------ RECORDS

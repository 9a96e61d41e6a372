// src/inventory/mod.rs

//! Installed-software inventory
//!
//! - [`InventoryStore`]: in-memory record of installed package versions
//! - [`ScanOrchestrator`]: rebuilds the store from the detection sources
//! - [`PathResolver`]: decides where (and whether) a detection belongs
//! - [`SyncEngine`]: keeps the durable registry in step with the store
//! - [`find_first_with_missing_dependency`]: dependency audit
//!
//! ```ignore
//! let registry: Arc<dyn DurableStore> = Arc::new(SqliteRegistry::open(&config.db_path)?);
//! let store = Arc::new(InventoryStore::with_durable(Arc::clone(&registry)));
//! SyncEngine::new(Arc::clone(&registry)).read_durable_store(&store)?;
//!
//! let scan = ScanOrchestrator::from_config(&config, store, repo, registry);
//! let report = scan.refresh(&Job::new("Detecting installed software"));
//! ```

mod audit;
mod record;
mod resolver;
mod scan;
mod store;
mod sync;

pub use audit::find_first_with_missing_dependency;
pub use record::{InstalledPackageVersion, split_string_id, string_id};
pub use resolver::{Classification, PathResolver};
pub use scan::{RefreshReport, ScanOrchestrator, SourceReport};
pub use store::{InventoryStore, StatusChange};
pub use sync::SyncEngine;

------------

▶ **TASK OBJECTIVE**
Retype all the data, keeping every character the same.

▶ **SOLUTION TO THE EXERCISE**
repository 9a96e61d41e6a372
// src/inventory/mod.rs

//! Installed-software inventory
//!
//! - [`InventoryStore`]: in-memory record of installed package versions
//! - [`ScanOrchestrator`]: rebuilds the store from the detection sources
//! - [`PathResolver`]: decides where (and whether) a detection belongs
//! - [`SyncEngine`]: keeps the durable registry in step with the store
//! - [`find_first_with_missing_dependency`]: dependency audit
//!
//! ```ignore
//! let registry: Arc<dyn DurableStore> = Arc::new(SqliteRegistry::open(&config.db_path)?);
//! let store = Arc::new(InventoryStore::with_durable(Arc::clone(&registry)));
//! SyncEngine::new(Arc::clone(&registry)).read_durable_store(&store)?;
//!
//! let scan = ScanOrchestrator::from_config(&config, store, repo, registry);
//! let report = scan.refresh(&Job::new("Detecting installed software"));
//! ```

mod audit;
mod record;
mod resolver;
mod scan;
mod store;
mod sync;

pub use audit::find_first_with_missing_dependency;
pub use record::{InstalledPackageVersion, split_string_id, string_id};
pub use resolver::{Classification, PathResolver};
pub use scan::{RefreshReport, ScanOrchestrator, SourceReport};
pub use store::{InventoryStore, StatusChange};
pub use sync::SyncEngine;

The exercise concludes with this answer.